*** DATA SUPPLIED Section Begins ***
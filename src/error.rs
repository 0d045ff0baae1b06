//! Error taxonomy for capture, recognition, upload, and playback.
//!
//! Permission and file errors end the current action, recognizer errors are
//! recovered by the session supervisor, and network errors are surfaced but
//! never retried automatically.

use thiserror::Error;

/// Longest slice of a server error body kept for captions and logs.
pub const SERVER_BODY_PREVIEW_CHARS: usize = 160;

pub type VoxResult<T> = Result<T, VoxError>;

#[derive(Error, Debug)]
pub enum VoxError {
    #[error("permission denied: {0}")]
    PermissionDenied(String),

    #[error("audio capture error: {0}")]
    Capture(String),

    #[error("speech recognizer error: {0}")]
    Recognizer(String),

    #[error("recorded file missing: {0}")]
    FileMissing(String),

    #[error("io error: {0}")]
    Io(#[from] std::io::Error),

    #[error("server error {status}: {body}")]
    Server { status: u16, body: String },

    #[error("network error: {0}")]
    Network(String),

    #[error("reply audio could not be decoded: {0}")]
    Decode(String),

    #[error("configuration error: {0}")]
    Config(String),
}

impl VoxError {
    /// Build a server error, keeping only a short preview of the body.
    pub fn server(status: u16, body: &str) -> Self {
        VoxError::Server {
            status,
            body: truncate_body(body, SERVER_BODY_PREVIEW_CHARS),
        }
    }

    /// Recognizer hiccups are absorbed by restarts; everything else ends the action.
    pub fn is_recoverable(&self) -> bool {
        matches!(self, VoxError::Recognizer(_))
    }

    /// Stable label for structured logs.
    pub fn label(&self) -> &'static str {
        match self {
            VoxError::PermissionDenied(_) => "permission_denied",
            VoxError::Capture(_) => "capture",
            VoxError::Recognizer(_) => "recognizer",
            VoxError::FileMissing(_) => "file_missing",
            VoxError::Io(_) => "io",
            VoxError::Server { .. } => "server",
            VoxError::Network(_) => "network",
            VoxError::Decode(_) => "decode",
            VoxError::Config(_) => "config",
        }
    }

    /// User-facing status line for this failure.
    pub fn caption(&self) -> String {
        match self {
            VoxError::PermissionDenied(_) | VoxError::Capture(_) | VoxError::Recognizer(_) => {
                "Mic error".to_string()
            }
            VoxError::FileMissing(_) => "Recorded file missing.".to_string(),
            VoxError::Server { body, .. } => format!("Server error: {body}"),
            VoxError::Io(err) => format!("Upload/Play failed: {err}"),
            VoxError::Network(msg) | VoxError::Decode(msg) | VoxError::Config(msg) => {
                format!("Upload/Play failed: {msg}")
            }
        }
    }
}

impl From<cpal::DevicesError> for VoxError {
    fn from(err: cpal::DevicesError) -> Self {
        VoxError::Capture(err.to_string())
    }
}

impl From<cpal::DefaultStreamConfigError> for VoxError {
    fn from(err: cpal::DefaultStreamConfigError) -> Self {
        VoxError::Capture(err.to_string())
    }
}

impl From<cpal::BuildStreamError> for VoxError {
    fn from(err: cpal::BuildStreamError) -> Self {
        VoxError::Capture(err.to_string())
    }
}

impl From<cpal::PlayStreamError> for VoxError {
    fn from(err: cpal::PlayStreamError) -> Self {
        VoxError::Capture(err.to_string())
    }
}

impl From<hound::Error> for VoxError {
    fn from(err: hound::Error) -> Self {
        match err {
            hound::Error::IoError(io) => VoxError::Io(io),
            other => VoxError::Decode(other.to_string()),
        }
    }
}

/// Cut `body` to at most `max_chars` characters without splitting a code point.
pub fn truncate_body(body: &str, max_chars: usize) -> String {
    let trimmed = body.trim();
    match trimmed.char_indices().nth(max_chars) {
        Some((idx, _)) => trimmed[..idx].to_string(),
        None => trimmed.to_string(),
    }
}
*** DATA SUPPLIED Section Ends ***
Transcribe the records in full, word for word.

filename src/error.rs
repository 0d045ff0baae1b06
//! Error taxonomy for capture, recognition, upload, and playback.
//!
//! Permission and file errors end the current action, recognizer errors are
//! recovered by the session supervisor, and network errors are surfaced but
//! never retried automatically.

use thiserror::Error;

/// Longest slice of a server error body kept for captions and logs.
pub const SERVER_BODY_PREVIEW_CHARS: usize = 160;

pub type VoxResult<T> = Result<T, VoxError>;

#[derive(Error, Debug)]
pub enum VoxError {
    #[error("permission denied: {0}")]
    PermissionDenied(String),

    #[error("audio capture error: {0}")]
    Capture(String),

    #[error("speech recognizer error: {0}")]
    Recognizer(String),

    #[error("recorded file missing: {0}")]
    FileMissing(String),

    #[error("io error: {0}")]
    Io(#[from] std::io::Error),

    #[error("server error {status}: {body}")]
    Server { status: u16, body: String },

    #[error("network error: {0}")]
    Network(String),

    #[error("reply audio could not be decoded: {0}")]
    Decode(String),

    #[error("configuration error: {0}")]
    Config(String),
}

impl VoxError {
    /// Build a server error, keeping only a short preview of the body.
    pub fn server(status: u16, body: &str) -> Self {
        VoxError::Server {
            status,
            body: truncate_body(body, SERVER_BODY_PREVIEW_CHARS),
        }
    }

    /// Recognizer hiccups are absorbed by restarts; everything else ends the action.
    pub fn is_recoverable(&self) -> bool {
        matches!(self, VoxError::Recognizer(_))
    }

    /// Stable label for structured logs.
    pub fn label(&self) -> &'static str {
        match self {
            VoxError::PermissionDenied(_) => "permission_denied",
            VoxError::Capture(_) => "capture",
            VoxError::Recognizer(_) => "recognizer",
            VoxError::FileMissing(_) => "file_missing",
            VoxError::Io(_) => "io",
            VoxError::Server { .. } => "server",
            VoxError::Network(_) => "network",
            VoxError::Decode(_) => "decode",
            VoxError::Config(_) => "config",
        }
    }

    /// User-facing status line for this failure.
    pub fn caption(&self) -> String {
        match self {
            VoxError::PermissionDenied(_) | VoxError::Capture(_) | VoxError::Recognizer(_) => {
                "Mic error".to_string()
            }
            VoxError::FileMissing(_) => "Recorded file missing.".to_string(),
            VoxError::Server { body, .. } => format!("Server error: {body}"),
            VoxError::Io(err) => format!("Upload/Play failed: {err}"),
            VoxError::Network(msg) | VoxError::Decode(msg) | VoxError::Config(msg) => {
                format!("Upload/Play failed: {msg}")
            }
        }
    }
}

impl From<cpal::DevicesError> for VoxError {
    fn from(err: cpal::DevicesError) -> Self {
        VoxError::Capture(err.to_string())
    }
}

impl From<cpal::DefaultStreamConfigError> for VoxError {
    fn from(err: cpal::DefaultStreamConfigError) -> Self {
        VoxError::Capture(err.to_string())
    }
}

impl From<cpal::BuildStreamError> for VoxError {
    fn from(err: cpal::BuildStreamError) -> Self {
        VoxError::Capture(err.to_string())
    }
}

impl From<cpal::PlayStreamError> for VoxError {
    fn from(err: cpal::PlayStreamError) -> Self {
        VoxError::Capture(err.to_string())
    }
}

impl From<hound::Error> for VoxError {
    fn from(err: hound::Error) -> Self {
        match err {
            hound::Error::IoError(io) => VoxError::Io(io),
            other => VoxError::Decode(other.to_string()),
        }
    }
}

/// Cut `body` to at most `max_chars` characters without splitting a code point.
pub fn truncate_body(body: &str, max_chars: usize) -> String {
    let trimmed = body.trim();
    match trimmed.char_indices().nth(max_chars) {
        Some((idx, _)) => trimmed[..idx].to_string(),
        None => trimmed.to_string(),
    }
}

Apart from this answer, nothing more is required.